INFORMATION -
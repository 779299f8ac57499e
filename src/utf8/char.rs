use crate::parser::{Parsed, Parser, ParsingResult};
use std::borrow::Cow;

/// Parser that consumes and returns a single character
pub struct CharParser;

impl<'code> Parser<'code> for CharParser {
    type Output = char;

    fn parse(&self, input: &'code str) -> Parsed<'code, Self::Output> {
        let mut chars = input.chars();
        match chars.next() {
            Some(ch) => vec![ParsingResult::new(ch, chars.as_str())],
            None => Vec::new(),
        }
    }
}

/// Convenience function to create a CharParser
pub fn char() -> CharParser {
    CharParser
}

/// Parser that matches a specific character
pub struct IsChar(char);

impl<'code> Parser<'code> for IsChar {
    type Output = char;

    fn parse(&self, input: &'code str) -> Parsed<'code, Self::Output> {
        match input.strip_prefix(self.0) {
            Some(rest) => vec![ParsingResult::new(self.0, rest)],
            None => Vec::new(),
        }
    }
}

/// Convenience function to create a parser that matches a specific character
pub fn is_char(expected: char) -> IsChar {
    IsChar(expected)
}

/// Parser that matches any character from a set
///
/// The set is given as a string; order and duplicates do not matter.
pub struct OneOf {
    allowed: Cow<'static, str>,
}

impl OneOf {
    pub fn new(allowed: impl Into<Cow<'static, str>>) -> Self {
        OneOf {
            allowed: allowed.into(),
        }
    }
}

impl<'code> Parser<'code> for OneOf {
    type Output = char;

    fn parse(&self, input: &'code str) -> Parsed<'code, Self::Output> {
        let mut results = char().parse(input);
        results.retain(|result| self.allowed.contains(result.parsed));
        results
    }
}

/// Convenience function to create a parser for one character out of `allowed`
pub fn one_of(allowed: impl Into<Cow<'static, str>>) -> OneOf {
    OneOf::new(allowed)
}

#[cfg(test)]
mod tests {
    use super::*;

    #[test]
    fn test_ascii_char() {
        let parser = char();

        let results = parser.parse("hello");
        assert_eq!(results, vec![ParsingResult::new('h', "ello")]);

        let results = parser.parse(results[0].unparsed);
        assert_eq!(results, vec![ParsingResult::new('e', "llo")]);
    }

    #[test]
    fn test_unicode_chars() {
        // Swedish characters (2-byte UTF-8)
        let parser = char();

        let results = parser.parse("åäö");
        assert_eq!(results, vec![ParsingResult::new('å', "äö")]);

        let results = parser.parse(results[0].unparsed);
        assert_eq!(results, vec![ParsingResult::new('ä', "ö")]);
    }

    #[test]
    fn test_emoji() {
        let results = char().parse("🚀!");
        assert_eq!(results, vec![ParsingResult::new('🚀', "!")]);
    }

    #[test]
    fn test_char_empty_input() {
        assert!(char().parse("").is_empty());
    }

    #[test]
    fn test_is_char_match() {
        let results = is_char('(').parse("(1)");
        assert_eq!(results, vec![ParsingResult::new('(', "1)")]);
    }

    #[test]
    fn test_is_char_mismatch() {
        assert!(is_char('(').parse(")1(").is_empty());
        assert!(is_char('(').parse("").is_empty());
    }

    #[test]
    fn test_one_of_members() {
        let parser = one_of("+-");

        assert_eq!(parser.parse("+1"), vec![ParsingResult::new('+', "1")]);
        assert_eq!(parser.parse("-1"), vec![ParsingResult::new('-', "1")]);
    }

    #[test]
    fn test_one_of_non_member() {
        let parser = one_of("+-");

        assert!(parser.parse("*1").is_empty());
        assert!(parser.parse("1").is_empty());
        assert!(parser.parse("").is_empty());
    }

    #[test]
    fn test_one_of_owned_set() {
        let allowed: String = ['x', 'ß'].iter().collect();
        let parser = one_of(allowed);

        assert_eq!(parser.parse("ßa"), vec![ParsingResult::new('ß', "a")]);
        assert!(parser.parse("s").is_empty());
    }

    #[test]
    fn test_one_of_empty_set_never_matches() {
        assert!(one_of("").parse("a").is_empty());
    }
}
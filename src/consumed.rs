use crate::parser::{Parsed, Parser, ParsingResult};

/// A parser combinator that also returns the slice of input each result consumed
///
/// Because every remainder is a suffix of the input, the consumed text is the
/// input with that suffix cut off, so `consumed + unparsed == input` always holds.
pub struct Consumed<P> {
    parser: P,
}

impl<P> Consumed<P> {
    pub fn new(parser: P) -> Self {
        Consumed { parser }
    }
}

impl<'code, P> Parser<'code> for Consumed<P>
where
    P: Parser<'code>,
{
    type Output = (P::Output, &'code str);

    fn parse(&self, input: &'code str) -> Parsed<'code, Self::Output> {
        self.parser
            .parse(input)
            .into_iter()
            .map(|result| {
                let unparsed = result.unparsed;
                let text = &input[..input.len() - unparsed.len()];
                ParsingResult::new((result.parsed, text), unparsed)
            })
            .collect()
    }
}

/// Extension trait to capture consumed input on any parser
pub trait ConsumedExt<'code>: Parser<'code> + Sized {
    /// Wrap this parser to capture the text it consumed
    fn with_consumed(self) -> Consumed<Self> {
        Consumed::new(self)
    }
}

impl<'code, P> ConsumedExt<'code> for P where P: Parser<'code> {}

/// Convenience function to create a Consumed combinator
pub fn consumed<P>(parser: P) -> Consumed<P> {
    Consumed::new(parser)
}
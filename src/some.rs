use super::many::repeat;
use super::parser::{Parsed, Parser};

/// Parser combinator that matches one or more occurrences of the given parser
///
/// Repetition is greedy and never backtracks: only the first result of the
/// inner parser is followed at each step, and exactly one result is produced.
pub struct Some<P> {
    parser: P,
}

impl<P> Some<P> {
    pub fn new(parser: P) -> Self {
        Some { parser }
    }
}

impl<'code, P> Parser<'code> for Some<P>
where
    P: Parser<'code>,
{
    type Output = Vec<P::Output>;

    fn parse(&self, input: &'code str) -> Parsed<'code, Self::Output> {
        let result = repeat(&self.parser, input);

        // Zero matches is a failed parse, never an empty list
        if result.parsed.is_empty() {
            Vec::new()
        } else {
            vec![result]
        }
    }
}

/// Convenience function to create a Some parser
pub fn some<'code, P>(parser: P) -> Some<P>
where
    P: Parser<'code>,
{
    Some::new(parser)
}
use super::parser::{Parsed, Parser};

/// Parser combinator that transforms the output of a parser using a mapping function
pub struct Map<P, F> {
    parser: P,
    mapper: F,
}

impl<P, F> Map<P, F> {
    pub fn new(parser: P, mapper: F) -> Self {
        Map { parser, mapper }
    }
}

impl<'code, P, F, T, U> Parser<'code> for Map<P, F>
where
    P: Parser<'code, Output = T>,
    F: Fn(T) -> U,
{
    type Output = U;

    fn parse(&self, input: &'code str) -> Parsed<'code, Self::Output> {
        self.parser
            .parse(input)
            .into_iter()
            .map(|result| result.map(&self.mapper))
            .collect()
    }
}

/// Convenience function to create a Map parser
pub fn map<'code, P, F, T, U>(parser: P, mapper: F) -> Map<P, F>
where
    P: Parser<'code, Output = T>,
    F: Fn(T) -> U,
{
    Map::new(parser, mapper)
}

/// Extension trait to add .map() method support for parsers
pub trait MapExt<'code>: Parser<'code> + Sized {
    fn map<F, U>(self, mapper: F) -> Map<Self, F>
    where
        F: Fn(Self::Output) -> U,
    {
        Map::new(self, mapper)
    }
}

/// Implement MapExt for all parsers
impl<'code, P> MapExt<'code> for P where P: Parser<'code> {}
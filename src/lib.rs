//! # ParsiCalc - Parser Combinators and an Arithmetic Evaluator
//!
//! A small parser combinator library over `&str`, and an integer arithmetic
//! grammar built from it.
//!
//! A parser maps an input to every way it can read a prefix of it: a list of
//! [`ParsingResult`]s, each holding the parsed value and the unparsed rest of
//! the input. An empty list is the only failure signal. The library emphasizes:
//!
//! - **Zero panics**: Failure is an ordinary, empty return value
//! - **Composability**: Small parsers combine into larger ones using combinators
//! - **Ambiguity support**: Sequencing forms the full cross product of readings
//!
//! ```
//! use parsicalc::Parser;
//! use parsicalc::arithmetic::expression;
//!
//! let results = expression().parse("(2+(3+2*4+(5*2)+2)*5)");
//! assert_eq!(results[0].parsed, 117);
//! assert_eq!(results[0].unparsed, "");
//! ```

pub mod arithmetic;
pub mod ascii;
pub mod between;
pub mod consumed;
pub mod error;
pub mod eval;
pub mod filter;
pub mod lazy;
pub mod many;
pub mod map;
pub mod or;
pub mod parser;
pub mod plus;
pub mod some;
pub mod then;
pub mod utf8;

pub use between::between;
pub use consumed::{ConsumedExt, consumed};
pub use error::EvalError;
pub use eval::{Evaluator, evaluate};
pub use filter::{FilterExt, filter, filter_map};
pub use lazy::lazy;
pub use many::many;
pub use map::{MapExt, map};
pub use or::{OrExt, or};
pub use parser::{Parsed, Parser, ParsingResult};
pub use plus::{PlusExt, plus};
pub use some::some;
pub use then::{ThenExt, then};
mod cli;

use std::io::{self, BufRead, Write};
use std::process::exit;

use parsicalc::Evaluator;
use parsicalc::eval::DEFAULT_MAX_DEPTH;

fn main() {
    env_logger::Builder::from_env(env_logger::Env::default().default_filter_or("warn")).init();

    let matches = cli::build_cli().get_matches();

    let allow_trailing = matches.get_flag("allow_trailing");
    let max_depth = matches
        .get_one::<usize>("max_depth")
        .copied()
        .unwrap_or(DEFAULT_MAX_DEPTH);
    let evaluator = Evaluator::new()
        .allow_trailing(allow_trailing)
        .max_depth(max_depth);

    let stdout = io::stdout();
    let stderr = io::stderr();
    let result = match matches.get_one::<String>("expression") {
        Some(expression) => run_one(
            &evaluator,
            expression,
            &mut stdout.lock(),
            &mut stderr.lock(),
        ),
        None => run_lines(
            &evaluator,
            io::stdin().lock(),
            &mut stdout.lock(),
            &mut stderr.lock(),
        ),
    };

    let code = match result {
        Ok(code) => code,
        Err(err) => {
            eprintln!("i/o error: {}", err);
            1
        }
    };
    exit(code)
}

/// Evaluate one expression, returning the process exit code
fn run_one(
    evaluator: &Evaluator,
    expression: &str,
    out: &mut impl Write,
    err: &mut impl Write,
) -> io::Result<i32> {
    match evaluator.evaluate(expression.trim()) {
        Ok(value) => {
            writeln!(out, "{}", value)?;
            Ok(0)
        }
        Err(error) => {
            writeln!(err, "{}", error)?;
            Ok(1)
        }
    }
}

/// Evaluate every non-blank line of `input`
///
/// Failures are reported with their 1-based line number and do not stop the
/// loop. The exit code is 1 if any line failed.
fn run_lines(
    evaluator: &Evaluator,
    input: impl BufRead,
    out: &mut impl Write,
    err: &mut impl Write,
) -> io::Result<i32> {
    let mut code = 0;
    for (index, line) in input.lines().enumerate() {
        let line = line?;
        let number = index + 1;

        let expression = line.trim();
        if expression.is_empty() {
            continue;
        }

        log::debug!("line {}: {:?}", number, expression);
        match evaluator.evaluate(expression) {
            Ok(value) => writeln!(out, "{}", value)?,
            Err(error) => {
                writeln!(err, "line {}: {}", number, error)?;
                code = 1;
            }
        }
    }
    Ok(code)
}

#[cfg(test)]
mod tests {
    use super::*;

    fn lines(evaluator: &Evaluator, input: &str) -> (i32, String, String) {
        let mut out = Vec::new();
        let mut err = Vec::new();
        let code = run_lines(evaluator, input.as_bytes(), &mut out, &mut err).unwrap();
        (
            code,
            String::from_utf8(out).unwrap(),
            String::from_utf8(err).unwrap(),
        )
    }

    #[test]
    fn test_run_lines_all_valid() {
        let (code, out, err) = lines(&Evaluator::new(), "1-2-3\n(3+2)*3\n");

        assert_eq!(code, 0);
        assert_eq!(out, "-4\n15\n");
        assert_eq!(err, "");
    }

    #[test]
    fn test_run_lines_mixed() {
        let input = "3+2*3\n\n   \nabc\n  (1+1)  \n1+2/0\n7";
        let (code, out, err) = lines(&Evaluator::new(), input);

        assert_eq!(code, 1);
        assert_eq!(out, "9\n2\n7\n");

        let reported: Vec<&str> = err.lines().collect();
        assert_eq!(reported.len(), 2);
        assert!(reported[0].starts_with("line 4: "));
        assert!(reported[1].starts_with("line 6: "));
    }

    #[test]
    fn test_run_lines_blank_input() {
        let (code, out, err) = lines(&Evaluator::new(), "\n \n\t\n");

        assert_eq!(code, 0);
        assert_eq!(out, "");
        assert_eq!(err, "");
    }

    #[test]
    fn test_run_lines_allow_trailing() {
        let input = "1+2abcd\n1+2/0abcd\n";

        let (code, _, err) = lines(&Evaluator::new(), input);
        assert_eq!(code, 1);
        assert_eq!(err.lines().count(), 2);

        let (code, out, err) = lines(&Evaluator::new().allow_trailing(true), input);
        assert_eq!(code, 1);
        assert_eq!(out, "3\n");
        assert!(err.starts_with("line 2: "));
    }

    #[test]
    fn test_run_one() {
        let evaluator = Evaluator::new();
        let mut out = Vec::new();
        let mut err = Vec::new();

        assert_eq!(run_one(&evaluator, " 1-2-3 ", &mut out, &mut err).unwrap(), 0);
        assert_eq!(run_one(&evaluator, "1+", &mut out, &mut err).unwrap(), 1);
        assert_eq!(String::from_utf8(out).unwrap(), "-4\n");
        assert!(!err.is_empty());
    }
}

TASK DETAILS -
Where the string "BufRead" turns up in a line of the data above, copy that whole line.

RESPONSE AREA -
use std::io::{self, BufRead, Write};
    input: impl BufRead,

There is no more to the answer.